European Science beyond the West
In the long run, the achievements of the Scientific Revolution spread globally, becoming the most widely sought-after product of European culture and far more desired than Christianity, democracy, socialism, or Western literature. In the early modern era, however, interest in European scientific thinking within major Asian societies was both modest and selective. The telescope provides an example. Invented in early seventeenth-century Europe and endlessly improved in the centuries that followed, the telescope provoked enormous excitement in European scientific circles. It made possible any number of astronomical discoveries, including the rugged surface of the moon, the moons of Jupiter, the rings of Saturn, and the phases of Venus. “We are here … on fire with these things,” wrote an English astronomer in 1610.31 Soon the telescope was available in China, Mughal India, and the Ottoman Empire. But in none of these places did it evoke much interest or evolve into the kind of “discovery machine” that it was rapidly becoming in Europe.
In what ways was European science received in the major civilizations of Asia in the early modern era?
In China, Qing dynasty emperors and scholars were most interested in European techniques, derived largely from Jesuit missionaries, for predicting eclipses, reforming the calendar, and making accurate maps of the empire. European medicine, however, was of little importance for Chinese physicians before the nineteenth century. But the reputation of the Jesuits suffered when it became apparent in the 1760s that for two centuries the missionaries had withheld information about Copernican views of a sun-centered solar system because those ideas had been condemned by the Church. Nonetheless, European science had a substantial impact on a number of Chinese scholars as it seemed compatible with the data-based kaozheng movement, described by one participant as “an ant-like accumulation of facts.”32 European mathematics was of particular interest to kaozheng researchers who were exploring the history of Chinese mathematics. To convince their skeptical colleagues that the barbarian Europeans had something to offer in this field, some Chinese scholars argued that European mathematics had in fact grown out of much earlier Chinese ideas and could therefore be adopted with comfort.33 In such ways, early modern Chinese thinkers selectively assimilated Western science very much on their own terms.34
Although Japanese authorities largely closed their country off from the West in the early seventeenth century (see Chapter 14), one window remained open. Alone among Europeans, the Dutch were permitted to trade in Japan at a single location near Nagasaki, but not until 1720 did the Japanese lift the ban on importing Western books. Then a number of European texts in medicine, astronomy, geography, mathematics, and other disciplines were translated and studied by a small group of Japanese scholars. They were especially impressed with Western anatomical studies, for in Japan dissection was work fit only for outcasts. Returning from an autopsy conducted by Dutch physicians in the mid-eighteenth century, several Japanese observers reflected on their experience: “We remarked to each other how amazing the autopsy had been, and how inexcusable it had been for us to be ignorant of the anatomical structure of the human body.”35 Nonetheless, this small center of “Dutch learning,” as it was called, remained isolated amid a pervasive Confucian-based culture. Not until the mid-nineteenth century, when Japan was forcibly opened to Western penetration, would European-style science assume a prominent place in Japanese culture.
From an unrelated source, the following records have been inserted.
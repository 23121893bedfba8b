//! OpenAI-compatible chat-completions client
//!
//! Speaks the `/chat/completions` dialect shared by OpenAI, OpenRouter, and
//! most self-hosted gateways: function tools, `tool_choice`, and JSON-schema
//! response formats.

use async_trait::async_trait;
use serde::{Deserialize, Serialize};
use serde_json::{Value, json};
use std::time::Duration;
use tracing::debug;

use promptrun_utils::error::LlmError;
use promptrun_utils::types::{
    LlmResponse, LlmSettings, Message, Role, TokenUsage, ToolCall,
};

use crate::http_client::HttpClient;
use crate::types::{LlmClient, LlmRequest, ResponseFormat};

/// Default OpenRouter endpoint
pub const OPENROUTER_BASE_URL: &str = "https://openrouter.ai/api/v1/chat/completions";

const OPENROUTER_TITLE: &str = "promptrun";

/// HTTP client for any OpenAI-compatible chat-completions endpoint.
#[derive(Clone)]
pub struct OpenAiCompatibleClient {
    http: HttpClient,
    provider_name: String,
    base_url: String,
    api_key: String,
    defaults: LlmSettings,
    default_timeout: Duration,
    extra_headers: Vec<(&'static str, String)>,
}

impl std::fmt::Debug for OpenAiCompatibleClient {
    fn fmt(&self, f: &mut std::fmt::Formatter<'_>) -> std::fmt::Result {
        f.debug_struct("OpenAiCompatibleClient")
            .field("provider_name", &self.provider_name)
            .field("base_url", &self.base_url)
            .field("defaults", &self.defaults)
            .finish_non_exhaustive()
    }
}

impl OpenAiCompatibleClient {
    /// # Errors
    ///
    /// Returns `LlmError::Misconfiguration` if the HTTP client cannot be constructed
    pub fn new(
        provider_name: impl Into<String>,
        base_url: impl Into<String>,
        api_key: impl Into<String>,
        defaults: LlmSettings,
        default_timeout: Duration,
    ) -> Result<Self, LlmError> {
        Ok(Self {
            http: HttpClient::new()?,
            provider_name: provider_name.into(),
            base_url: base_url.into(),
            api_key: api_key.into(),
            defaults,
            default_timeout,
            extra_headers: Vec::new(),
        })
    }

    /// Attach the attribution headers OpenRouter asks clients to send.
    #[must_use]
    pub fn with_openrouter_headers(mut self) -> Self {
        self.extra_headers
            .push(("X-Title", OPENROUTER_TITLE.to_string()));
        self
    }

    /// Request body for `request`, with defaults layered under its settings.
    pub(crate) fn build_body(&self, request: &LlmRequest) -> Result<Value, LlmError> {
        let settings = self.defaults.merged_with(&request.settings);
        let model = settings.model.clone().ok_or_else(|| {
            LlmError::Misconfiguration(format!(
                "no model configured for provider '{}'",
                self.provider_name
            ))
        })?;

        let body = ChatRequest {
            model,
            messages: request.messages().iter().map(WireMessage::from).collect(),
            tools: request
                .tools
                .iter()
                .map(|tool| WireTool {
                    kind: "function",
                    function: WireFunction {
                        name: tool.name.clone(),
                        description: tool.description.clone(),
                        parameters: tool.parameters.clone(),
                    },
                })
                .collect(),
            tool_choice: (!request.tools.is_empty()).then(|| request.tool_choice.as_str()),
            response_format: match &request.response_format {
                ResponseFormat::Text => None,
                ResponseFormat::JsonSchema { name, schema } => Some(json!({
                    "type": "json_schema",
                    "json_schema": { "name": name, "schema": schema, "strict": true },
                })),
            },
            temperature: settings.temperature,
            max_tokens: settings.max_tokens,
            top_p: settings.top_p,
            stream: false,
        };

        serde_json::to_value(&body)
            .map_err(|e| LlmError::InvalidResponse(format!("failed to encode request: {e}")))
    }

    /// Turn a decoded response body into an [`LlmResponse`].
    pub(crate) fn parse_response(
        &self,
        body: ChatResponse,
        mut transcript: Vec<Message>,
        requested_model: &str,
    ) -> Result<LlmResponse, LlmError> {
        let choice = body.choices.into_iter().next().ok_or_else(|| {
            LlmError::InvalidResponse(format!("{} response missing choices[0]", self.provider_name))
        })?;

        let tool_calls: Vec<ToolCall> = choice
            .message
            .tool_calls
            .unwrap_or_default()
            .into_iter()
            .map(|call| {
                let arguments = serde_json::from_str(&call.function.arguments)
                    .unwrap_or(Value::String(call.function.arguments));
                ToolCall::new(call.id, call.function.name, arguments)
            })
            .collect();

        let content = choice.message.content.unwrap_or_default();
        if content.is_empty() && tool_calls.is_empty() {
            return Err(LlmError::InvalidResponse(format!(
                "{} returned neither content nor tool calls",
                self.provider_name
            )));
        }

        transcript.push(Message::assistant_with_tool_calls(
            content.clone(),
            tool_calls.clone(),
        ));

        let usage = body
            .usage
            .map(|u| TokenUsage::new(u.prompt_tokens, u.completion_tokens))
            .unwrap_or_default();

        Ok(LlmResponse {
            content,
            tool_calls,
            usage,
            message_history: transcript,
            model: body.model.unwrap_or_else(|| requested_model.to_string()),
            provider: self.provider_name.clone(),
        })
    }
}

#[async_trait]
impl LlmClient for OpenAiCompatibleClient {
    async fn complete(&self, request: LlmRequest) -> Result<LlmResponse, LlmError> {
        let body = self.build_body(&request)?;
        let model = body["model"].as_str().unwrap_or_default().to_string();
        let timeout = request.timeout.unwrap_or(self.default_timeout);

        debug!(
            provider = %self.provider_name,
            model = %model,
            tools = request.tools.len(),
            trace_id = %request.trace.trace_id,
            span_id = %request.trace.span_display(),
            "Invoking LLM"
        );

        let mut builder = self
            .http
            .inner()
            .post(&self.base_url)
            .bearer_auth(&self.api_key)
            .header("Content-Type", "application/json")
            .json(&body);
        for (name, value) in &self.extra_headers {
            builder = builder.header(*name, value);
        }

        let response = self
            .http
            .execute_with_retry(builder, timeout, &self.provider_name)
            .await?;

        let decoded: ChatResponse = response.json().await.map_err(|e| {
            LlmError::InvalidResponse(format!(
                "failed to parse {} response: {e}",
                self.provider_name
            ))
        })?;

        let result = self.parse_response(decoded, request.messages(), &model)?;

        debug!(
            provider = %self.provider_name,
            tool_calls = result.tool_calls.len(),
            total_tokens = result.usage.total_tokens,
            "LLM call completed"
        );

        Ok(result)
    }

    fn provider(&self) -> &str {
        &self.provider_name
    }
}

#[derive(Debug, Serialize)]
struct ChatRequest<'a> {
    model: String,
    messages: Vec<WireMessage>,
    #[serde(skip_serializing_if = "Vec::is_empty")]
    tools: Vec<WireTool>,
    #[serde(skip_serializing_if = "Option::is_none")]
    tool_choice: Option<&'a str>,
    #[serde(skip_serializing_if = "Option::is_none")]
    response_format: Option<Value>,
    #[serde(skip_serializing_if = "Option::is_none")]
    temperature: Option<f32>,
    #[serde(skip_serializing_if = "Option::is_none")]
    max_tokens: Option<u32>,
    #[serde(skip_serializing_if = "Option::is_none")]
    top_p: Option<f32>,
    stream: bool,
}

#[derive(Debug, Serialize)]
struct WireMessage {
    role: &'static str,
    content: Option<String>,
    #[serde(skip_serializing_if = "Vec::is_empty")]
    tool_calls: Vec<WireToolCallOut>,
    #[serde(skip_serializing_if = "Option::is_none")]
    tool_call_id: Option<String>,
    #[serde(skip_serializing_if = "Option::is_none")]
    name: Option<String>,
}

impl From<&Message> for WireMessage {
    fn from(msg: &Message) -> Self {
        let role = match msg.role {
            Role::System => "system",
            Role::User => "user",
            Role::Assistant => "assistant",
            Role::Tool => "tool",
        };
        // Assistant turns that only carry tool calls send null content.
        let content = if msg.role == Role::Assistant
            && msg.content.is_empty()
            && !msg.tool_calls.is_empty()
        {
            None
        } else {
            Some(msg.content.clone())
        };
        Self {
            role,
            content,
            tool_calls: msg
                .tool_calls
                .iter()
                .map(|call| WireToolCallOut {
                    id: call.id.clone(),
                    kind: "function",
                    function: WireFunctionCall {
                        name: call.name.clone(),
                        arguments: match &call.arguments {
                            Value::String(s) => s.clone(),
                            other => other.to_string(),
                        },
                    },
                })
                .collect(),
            tool_call_id: msg.tool_call_id.clone(),
            name: if msg.role == Role::Tool { msg.name.clone() } else { None },
        }
    }
}

#[derive(Debug, Serialize)]
struct WireTool {
    #[serde(rename = "type")]
    kind: &'static str,
    function: WireFunction,
}

#[derive(Debug, Serialize)]
struct WireFunction {
    name: String,
    description: String,
    parameters: Value,
}

#[derive(Debug, Serialize)]
struct WireToolCallOut {
    id: String,
    #[serde(rename = "type")]
    kind: &'static str,
    function: WireFunctionCall,
}

#[derive(Debug, Serialize, Deserialize)]
struct WireFunctionCall {
    name: String,
    #[serde(default)]
    arguments: String,
}

#[derive(Debug, Deserialize)]
pub(crate) struct ChatResponse {
    #[serde(default)]
    model: Option<String>,
    #[serde(default)]
    choices: Vec<Choice>,
    #[serde(default)]
    usage: Option<Usage>,
}

#[derive(Debug, Deserialize)]
struct Choice {
    message: ResponseMessage,
}

#[derive(Debug, Deserialize)]
struct ResponseMessage {
    #[serde(default)]
    content: Option<String>,
    #[serde(default)]
    tool_calls: Option<Vec<WireToolCallIn>>,
}

#[derive(Debug, Deserialize)]
struct WireToolCallIn {
    id: String,
    function: WireFunctionCall,
}

#[derive(Debug, Deserialize)]
struct Usage {
    #[serde(default)]
    prompt_tokens: u64,
    #[serde(default)]
    completion_tokens: u64,
}

#[cfg(test)]
mod tests {
    use super::*;
    use crate::types::ToolChoice;
    use promptrun_utils::trace::TraceContext;
    use promptrun_utils::types::ToolDefinition;

    fn client() -> OpenAiCompatibleClient {
        OpenAiCompatibleClient::new(
            "openai-compatible",
            "http://localhost:1/v1/chat/completions",
            "test-key",
            LlmSettings {
                model: Some("default-model".into()),
                temperature: Some(0.2),
                ..LlmSettings::default()
            },
            Duration::from_secs(5),
        )
        .unwrap()
    }

    #[test]
    fn test_body_for_first_call_with_tools() {
        let mut request = LlmRequest::new(
            LlmSettings {
                model: Some("override".into()),
                ..LlmSettings::default()
            },
            TraceContext::new_root("llm_call"),
        );
        request.system_prompt = Some("sys".into());
        request.user_prompt = Some("hi".into());
        request.tools = vec![ToolDefinition {
            name: "calc".into(),
            description: "adds".into(),
            parameters: json!({"type": "object"}),
        }];
        request.tool_choice = ToolChoice::Auto;

        let body = client().build_body(&request).unwrap();
        assert_eq!(body["model"], "override");
        assert_eq!(body["temperature"], json!(0.2f32));
        assert_eq!(body["messages"][0]["role"], "system");
        assert_eq!(body["messages"][1]["content"], "hi");
        assert_eq!(body["tools"][0]["type"], "function");
        assert_eq!(body["tools"][0]["function"]["name"], "calc");
        assert_eq!(body["tool_choice"], "auto");
        assert!(body.get("response_format").is_none());
    }

    #[test]
    fn test_body_for_history_with_tool_turns() {
        let mut request = LlmRequest::new(LlmSettings::default(), TraceContext::new_root("x"));
        request.message_history = vec![
            Message::user("q"),
            Message::assistant_with_tool_calls(
                "",
                vec![ToolCall::new("call_1", "calc", json!({"a": 1}))],
            ),
            Message::tool("call_1", "calc", "{\"output\":2}"),
        ];
        request.response_format = ResponseFormat::JsonSchema {
            name: "answer".into(),
            schema: json!({"type": "object"}),
        };

        let body = client().build_body(&request).unwrap();
        let assistant = &body["messages"][1];
        assert!(assistant["content"].is_null());
        assert_eq!(assistant["tool_calls"][0]["function"]["arguments"], "{\"a\":1}");
        assert_eq!(body["messages"][2]["tool_call_id"], "call_1");
        assert_eq!(body["response_format"]["type"], "json_schema");
        assert!(body.get("tools").is_none());
        assert!(body.get("tool_choice").is_none());
    }

    #[test]
    fn test_parse_tool_call_response() {
        let body: ChatResponse = serde_json::from_value(json!({
            "model": "m-1",
            "choices": [{
                "message": {
                    "role": "assistant",
                    "content": null,
                    "tool_calls": [{
                        "id": "call_9",
                        "type": "function",
                        "function": {"name": "calc", "arguments": "{\"x\": 3}"}
                    }]
                }
            }],
            "usage": {"prompt_tokens": 12, "completion_tokens": 4}
        }))
        .unwrap();

        let response = client()
            .parse_response(body, vec![Message::user("q")], "fallback")
            .unwrap();

        assert_eq!(response.tool_calls.len(), 1);
        assert_eq!(response.tool_calls[0].arguments["x"], 3);
        assert_eq!(response.usage.total_tokens, 16);
        assert_eq!(response.model, "m-1");
        assert_eq!(response.message_history.len(), 2);
        assert_eq!(response.message_history[1].tool_calls[0].id, "call_9");
    }

    #[test]
    fn test_parse_empty_choice_is_invalid() {
        let body: ChatResponse = serde_json::from_value(json!({"choices": []})).unwrap();
        let err = client().parse_response(body, Vec::new(), "m").unwrap_err();
        assert!(matches!(err, LlmError::InvalidResponse(_)));
    }

    #[test]
    fn test_missing_model_is_misconfiguration() {
        let bare = OpenAiCompatibleClient::new(
            "p",
            "http://localhost:1",
            "k",
            LlmSettings::default(),
            Duration::from_secs(1),
        )
        .unwrap();
        let request = LlmRequest::new(LlmSettings::default(), TraceContext::new_root("x"));
        assert!(matches!(
            bare.build_body(&request),
            Err(LlmError::Misconfiguration(_))
        ));
    }
}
Like China and Japan, the Ottoman Empire in the sixteenth and seventeenth centuries was an independent, powerful, successful society whose intellectual elites saw no need for a wholesale embrace of things European. Ottoman scholars were conscious of the rich tradition of Muslim astronomy and chose not to translate the works of major European scientists such as Copernicus, Kepler, or Newton, although they were broadly aware of European scientific achievements by 1650. Insofar as they were interested in these developments, it was for their practical usefulness in making maps and calendars rather than for their larger philosophical implications. In any event, the notion of a sun-centered solar system did not cause the kind of upset that it did in Europe.
More broadly, theoretical science of any kind—Muslim or European—faced an uphill struggle in the face of a conservative Islamic educational system. In 1580, for example, a highly sophisticated astronomical observatory was dismantled under pressure from conservative religious scholars and teachers, who interpreted an outbreak of the plague as God’s disapproval with those who sought to understand his secrets. As in Japan, the systematic embrace of Western science would have to await the nineteenth century, when the Ottoman Empire was under far more intense European pressure and reform seemed more necessary.